(Stored data entries)
====================
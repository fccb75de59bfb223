//! Port traits — the boundary between the drive logic and the hardware.
//!
//! ```text
//!   Adapter ──▶ Port trait ──▶ DriveService / TimingCore (domain)
//! ```
//!
//! Driven adapters (GPIO lines, the converter, event sinks) implement
//! these traits.  The domain consumes them via generics, so the core
//! logic never touches a hardware register directly and every interrupt
//! handler is testable against a fake register file.
//!
//! Contract notes:
//!
//! - [`MotorPort`] is called from interrupt context; implementations must
//!   be bounded, short, and must never block.
//! - [`AdcEventSink`] runs inside the conversion-complete handler at
//!   interrupt priority; implementations must not block either.

use crate::adc::{ClockDivisor, MuxSelect};
use crate::app::events::AppEvent;

// ───────────────────────────────────────────────────────────────
// Motor output lines (domain → hardware, interrupt context)
// ───────────────────────────────────────────────────────────────

/// One of the three H-bridge control lines.
#[derive(Debug, Clone, Copy, PartialEq, Eq)]
pub enum MotorLine {
    Forward,
    Reverse,
    Enable,
}

/// Register-level line actuation for the motor output stage.
pub trait MotorPort {
    /// Drive a line high.
    fn set_line(&mut self, line: MotorLine);

    /// Drive a line low.
    fn clear_line(&mut self, line: MotorLine);
}

// ───────────────────────────────────────────────────────────────
// Status LEDs (domain → hardware, foreground)
// ───────────────────────────────────────────────────────────────

pub trait LedPort {
    fn set_green(&mut self, on: bool);
    fn set_red(&mut self, on: bool);
}

// ───────────────────────────────────────────────────────────────
// Selector switches (hardware → domain, foreground)
// ───────────────────────────────────────────────────────────────

/// Raw line levels of the two selector pairs.  Lines idle high through
/// pull-ups; a pair selects a position only when exactly one of its two
/// lines is high.
#[derive(Debug, Clone, Copy, Default, PartialEq, Eq)]
pub struct SwitchSnapshot {
    pub manual: bool,
    pub automatic: bool,
    pub cw: bool,
    pub ccw: bool,
}

pub trait SwitchPort {
    fn read_switches(&mut self) -> SwitchSnapshot;
}

// ───────────────────────────────────────────────────────────────
// Analog snapshot (hardware → domain, foreground)
// ───────────────────────────────────────────────────────────────

/// One decision-loop iteration's worth of analog inputs, 8-bit like the
/// decision math that consumes them.
#[derive(Debug, Clone, Copy, Default, PartialEq, Eq)]
pub struct AnalogSnapshot {
    /// Speed potentiometer — written straight into the duty register.
    pub speed: u8,
    /// Threshold trim potentiometer.
    pub threshold_trim: u8,
    /// Measurement input 1.
    pub measure1: u8,
    /// Measurement input 2.
    pub measure2: u8,
}

/// Read-side port: the decision loop obtains its analog inputs here.
/// Backed by blocking reads or by the scan engine's stored samples,
/// depending on the acquisition mode.
pub trait AnalogPort {
    fn read_analog(&mut self) -> AnalogSnapshot;
}

// ───────────────────────────────────────────────────────────────
// Analog converter (domain ↔ hardware)
// ───────────────────────────────────────────────────────────────

/// Register-level access to the analog-to-digital converter.
///
/// The basic driver uses `select_input` → settle → `sample10`; the scan
/// engine reprograms the multiplexer from inside its conversion-complete
/// handler while the hardware keeps auto-retriggering.
pub trait AdcPort {
    /// Power the converter up in continuous (auto-retriggered) mode.
    fn enable(&mut self, clk: ClockDivisor);

    /// Power the converter down.
    fn disable(&mut self);

    /// Program the multiplexer.  The next one or two conversions after a
    /// switch are settling artifacts and must not be trusted.
    fn select_input(&mut self, mux: MuxSelect);

    /// Read the most recently completed 10-bit conversion.
    fn sample10(&mut self) -> u16;
}

// ───────────────────────────────────────────────────────────────
// Trigger event callback (scan engine → collaborator, ISR context)
// ───────────────────────────────────────────────────────────────

/// Synchronous, in-handler delivery of channel trigger events.
///
/// Fire-and-forget: events are not stored by the engine.  The sink runs
/// at interrupt priority and must return quickly — a typical impl packs
/// the event into the lock-free queue in [`crate::events`].
#[cfg(feature = "adc-scan")]
pub trait AdcEventSink {
    fn on_adc_event(&mut self, channel: u8, event: crate::adc::scan::TriggerEvent);
}

// ───────────────────────────────────────────────────────────────
// Application event sink (domain → logging / telemetry)
// ───────────────────────────────────────────────────────────────

/// The drive service emits structured [`AppEvent`]s through this port.
/// Adapters decide where they go (serial log, diagnostics history, …).
pub trait EventSink {
    fn emit(&mut self, event: &AppEvent);
}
====================
Transcribe all entries word for word.

* [Exercise solution]:
repository fccb75de59bfb223
//! Port traits — the boundary between the drive logic and the hardware.
//!
//! ```text
//!   Adapter ──▶ Port trait ──▶ DriveService / TimingCore (domain)
//! ```
//!
//! Driven adapters (GPIO lines, the converter, event sinks) implement
//! these traits.  The domain consumes them via generics, so the core
//! logic never touches a hardware register directly and every interrupt
//! handler is testable against a fake register file.
//!
//! Contract notes:
//!
//! - [`MotorPort`] is called from interrupt context; implementations must
//!   be bounded, short, and must never block.
//! - [`AdcEventSink`] runs inside the conversion-complete handler at
//!   interrupt priority; implementations must not block either.

use crate::adc::{ClockDivisor, MuxSelect};
use crate::app::events::AppEvent;

// ───────────────────────────────────────────────────────────────
// Motor output lines (domain → hardware, interrupt context)
// ───────────────────────────────────────────────────────────────

/// One of the three H-bridge control lines.
#[derive(Debug, Clone, Copy, PartialEq, Eq)]
pub enum MotorLine {
    Forward,
    Reverse,
    Enable,
}

/// Register-level line actuation for the motor output stage.
pub trait MotorPort {
    /// Drive a line high.
    fn set_line(&mut self, line: MotorLine);

    /// Drive a line low.
    fn clear_line(&mut self, line: MotorLine);
}

// ───────────────────────────────────────────────────────────────
// Status LEDs (domain → hardware, foreground)
// ───────────────────────────────────────────────────────────────

pub trait LedPort {
    fn set_green(&mut self, on: bool);
    fn set_red(&mut self, on: bool);
}

// ───────────────────────────────────────────────────────────────
// Selector switches (hardware → domain, foreground)
// ───────────────────────────────────────────────────────────────

/// Raw line levels of the two selector pairs.  Lines idle high through
/// pull-ups; a pair selects a position only when exactly one of its two
/// lines is high.
#[derive(Debug, Clone, Copy, Default, PartialEq, Eq)]
pub struct SwitchSnapshot {
    pub manual: bool,
    pub automatic: bool,
    pub cw: bool,
    pub ccw: bool,
}

pub trait SwitchPort {
    fn read_switches(&mut self) -> SwitchSnapshot;
}

// ───────────────────────────────────────────────────────────────
// Analog snapshot (hardware → domain, foreground)
// ───────────────────────────────────────────────────────────────

/// One decision-loop iteration's worth of analog inputs, 8-bit like the
/// decision math that consumes them.
#[derive(Debug, Clone, Copy, Default, PartialEq, Eq)]
pub struct AnalogSnapshot {
    /// Speed potentiometer — written straight into the duty register.
    pub speed: u8,
    /// Threshold trim potentiometer.
    pub threshold_trim: u8,
    /// Measurement input 1.
    pub measure1: u8,
    /// Measurement input 2.
    pub measure2: u8,
}

/// Read-side port: the decision loop obtains its analog inputs here.
/// Backed by blocking reads or by the scan engine's stored samples,
/// depending on the acquisition mode.
pub trait AnalogPort {
    fn read_analog(&mut self) -> AnalogSnapshot;
}

// ───────────────────────────────────────────────────────────────
// Analog converter (domain ↔ hardware)
// ───────────────────────────────────────────────────────────────

/// Register-level access to the analog-to-digital converter.
///
/// The basic driver uses `select_input` → settle → `sample10`; the scan
/// engine reprograms the multiplexer from inside its conversion-complete
/// handler while the hardware keeps auto-retriggering.
pub trait AdcPort {
    /// Power the converter up in continuous (auto-retriggered) mode.
    fn enable(&mut self, clk: ClockDivisor);

    /// Power the converter down.
    fn disable(&mut self);

    /// Program the multiplexer.  The next one or two conversions after a
    /// switch are settling artifacts and must not be trusted.
    fn select_input(&mut self, mux: MuxSelect);

    /// Read the most recently completed 10-bit conversion.
    fn sample10(&mut self) -> u16;
}

// ───────────────────────────────────────────────────────────────
// Trigger event callback (scan engine → collaborator, ISR context)
// ───────────────────────────────────────────────────────────────

/// Synchronous, in-handler delivery of channel trigger events.
///
/// Fire-and-forget: events are not stored by the engine.  The sink runs
/// at interrupt priority and must return quickly — a typical impl packs
/// the event into the lock-free queue in [`crate::events`].
#[cfg(feature = "adc-scan")]
pub trait AdcEventSink {
    fn on_adc_event(&mut self, channel: u8, event: crate::adc::scan::TriggerEvent);
}

// ───────────────────────────────────────────────────────────────
// Application event sink (domain → logging / telemetry)
// ───────────────────────────────────────────────────────────────

/// The drive service emits structured [`AppEvent`]s through this port.
/// Adapters decide where they go (serial log, diagnostics history, …).
pub trait EventSink {
    fn emit(&mut self, event: &AppEvent);
}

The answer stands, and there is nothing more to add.